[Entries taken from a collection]

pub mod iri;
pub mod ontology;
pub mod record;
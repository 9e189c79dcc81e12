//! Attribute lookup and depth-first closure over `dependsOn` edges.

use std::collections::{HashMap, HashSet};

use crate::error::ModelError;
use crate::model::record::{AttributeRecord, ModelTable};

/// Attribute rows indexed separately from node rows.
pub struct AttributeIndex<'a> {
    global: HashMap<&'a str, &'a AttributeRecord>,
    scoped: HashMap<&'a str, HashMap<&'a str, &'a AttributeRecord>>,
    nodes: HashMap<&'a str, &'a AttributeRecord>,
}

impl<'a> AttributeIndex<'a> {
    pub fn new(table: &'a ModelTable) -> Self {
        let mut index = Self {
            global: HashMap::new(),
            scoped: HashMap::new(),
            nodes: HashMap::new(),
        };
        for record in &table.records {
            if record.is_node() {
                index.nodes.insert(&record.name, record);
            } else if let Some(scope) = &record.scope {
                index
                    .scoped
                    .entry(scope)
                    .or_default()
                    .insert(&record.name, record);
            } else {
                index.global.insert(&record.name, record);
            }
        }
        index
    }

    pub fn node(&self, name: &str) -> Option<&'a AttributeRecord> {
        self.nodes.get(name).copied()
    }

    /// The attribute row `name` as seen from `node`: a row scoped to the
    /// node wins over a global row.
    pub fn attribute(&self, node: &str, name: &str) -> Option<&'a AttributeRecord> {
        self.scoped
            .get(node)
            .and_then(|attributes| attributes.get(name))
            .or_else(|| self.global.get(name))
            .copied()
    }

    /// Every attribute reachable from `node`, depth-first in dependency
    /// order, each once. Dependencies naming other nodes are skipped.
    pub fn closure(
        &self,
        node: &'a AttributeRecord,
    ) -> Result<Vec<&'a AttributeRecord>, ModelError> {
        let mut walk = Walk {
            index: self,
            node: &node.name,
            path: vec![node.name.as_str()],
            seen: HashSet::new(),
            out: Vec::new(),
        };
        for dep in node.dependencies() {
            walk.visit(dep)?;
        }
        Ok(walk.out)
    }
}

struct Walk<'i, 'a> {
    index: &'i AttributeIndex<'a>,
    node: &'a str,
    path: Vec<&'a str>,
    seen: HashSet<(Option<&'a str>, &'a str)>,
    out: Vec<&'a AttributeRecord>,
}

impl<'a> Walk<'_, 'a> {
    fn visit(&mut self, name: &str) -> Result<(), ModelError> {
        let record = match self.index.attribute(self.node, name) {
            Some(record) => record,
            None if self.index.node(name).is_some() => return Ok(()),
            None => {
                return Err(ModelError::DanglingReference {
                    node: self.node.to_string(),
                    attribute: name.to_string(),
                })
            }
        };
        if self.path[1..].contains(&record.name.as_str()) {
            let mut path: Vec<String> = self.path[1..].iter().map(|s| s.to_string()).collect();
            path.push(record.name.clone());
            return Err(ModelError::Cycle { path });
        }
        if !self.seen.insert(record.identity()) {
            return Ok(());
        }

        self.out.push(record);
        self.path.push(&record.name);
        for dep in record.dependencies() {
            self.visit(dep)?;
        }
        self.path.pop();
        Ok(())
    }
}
---
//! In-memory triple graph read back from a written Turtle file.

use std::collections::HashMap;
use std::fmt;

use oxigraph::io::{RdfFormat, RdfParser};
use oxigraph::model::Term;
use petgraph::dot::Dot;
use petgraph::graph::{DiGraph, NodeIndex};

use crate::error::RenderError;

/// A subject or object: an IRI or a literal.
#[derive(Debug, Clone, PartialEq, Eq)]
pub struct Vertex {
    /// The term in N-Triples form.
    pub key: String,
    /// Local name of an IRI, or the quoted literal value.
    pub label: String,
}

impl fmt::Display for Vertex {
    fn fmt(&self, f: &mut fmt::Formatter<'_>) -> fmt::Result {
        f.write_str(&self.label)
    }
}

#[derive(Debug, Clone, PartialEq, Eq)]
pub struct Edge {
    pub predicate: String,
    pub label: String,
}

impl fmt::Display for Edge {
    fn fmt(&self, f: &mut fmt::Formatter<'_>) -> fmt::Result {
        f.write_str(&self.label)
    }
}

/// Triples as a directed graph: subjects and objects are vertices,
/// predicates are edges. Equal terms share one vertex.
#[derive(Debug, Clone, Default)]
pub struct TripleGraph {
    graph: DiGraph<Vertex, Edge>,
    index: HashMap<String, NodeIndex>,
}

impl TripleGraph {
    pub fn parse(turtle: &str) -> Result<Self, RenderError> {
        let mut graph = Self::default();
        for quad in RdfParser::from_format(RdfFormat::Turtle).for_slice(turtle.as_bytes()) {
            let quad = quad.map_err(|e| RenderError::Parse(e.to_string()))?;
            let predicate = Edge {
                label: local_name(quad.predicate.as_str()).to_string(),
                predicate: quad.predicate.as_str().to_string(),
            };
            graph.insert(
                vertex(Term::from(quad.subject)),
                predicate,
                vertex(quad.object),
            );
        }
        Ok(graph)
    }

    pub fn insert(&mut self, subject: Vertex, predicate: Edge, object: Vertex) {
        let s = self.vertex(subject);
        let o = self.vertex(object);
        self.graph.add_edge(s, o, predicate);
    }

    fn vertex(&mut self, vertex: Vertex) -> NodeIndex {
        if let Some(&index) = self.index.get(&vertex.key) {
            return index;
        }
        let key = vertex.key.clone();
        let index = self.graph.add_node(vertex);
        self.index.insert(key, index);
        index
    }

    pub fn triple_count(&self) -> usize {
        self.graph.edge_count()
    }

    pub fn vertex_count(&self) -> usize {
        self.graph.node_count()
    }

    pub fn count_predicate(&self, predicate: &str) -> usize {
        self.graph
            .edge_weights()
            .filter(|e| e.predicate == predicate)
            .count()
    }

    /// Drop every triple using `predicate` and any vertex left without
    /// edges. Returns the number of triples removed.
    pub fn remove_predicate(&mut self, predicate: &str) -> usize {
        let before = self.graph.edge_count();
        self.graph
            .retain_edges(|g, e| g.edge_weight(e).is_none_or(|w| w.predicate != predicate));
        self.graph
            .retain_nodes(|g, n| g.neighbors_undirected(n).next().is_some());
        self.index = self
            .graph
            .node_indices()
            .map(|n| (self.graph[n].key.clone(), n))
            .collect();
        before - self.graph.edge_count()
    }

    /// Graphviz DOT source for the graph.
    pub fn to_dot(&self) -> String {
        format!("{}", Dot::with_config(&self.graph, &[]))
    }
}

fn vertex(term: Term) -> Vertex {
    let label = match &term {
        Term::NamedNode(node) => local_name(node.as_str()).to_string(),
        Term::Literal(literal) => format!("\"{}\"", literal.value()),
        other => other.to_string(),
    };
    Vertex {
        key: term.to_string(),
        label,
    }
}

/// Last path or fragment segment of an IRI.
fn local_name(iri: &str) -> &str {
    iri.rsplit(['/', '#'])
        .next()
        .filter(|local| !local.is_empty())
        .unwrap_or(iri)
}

[The problem] Please copy the lines in the records above between the one holding "use crate::error::RenderError;" and the one holding "#[derive(Debug, Clone, Default)]", inclusive, exactly and with no other line.

[Task solution]
use crate::error::RenderError;

/// A subject or object: an IRI or a literal.
#[derive(Debug, Clone, PartialEq, Eq)]
pub struct Vertex {
    /// The term in N-Triples form.
    pub key: String,
    /// Local name of an IRI, or the quoted literal value.
    pub label: String,
}

impl fmt::Display for Vertex {
    fn fmt(&self, f: &mut fmt::Formatter<'_>) -> fmt::Result {
        f.write_str(&self.label)
    }
}

#[derive(Debug, Clone, PartialEq, Eq)]
pub struct Edge {
    pub predicate: String,
    pub label: String,
}

impl fmt::Display for Edge {
    fn fmt(&self, f: &mut fmt::Formatter<'_>) -> fmt::Result {
        f.write_str(&self.label)
    }
}

/// Triples as a directed graph: subjects and objects are vertices,
/// predicates are edges. Equal terms share one vertex.
#[derive(Debug, Clone, Default)]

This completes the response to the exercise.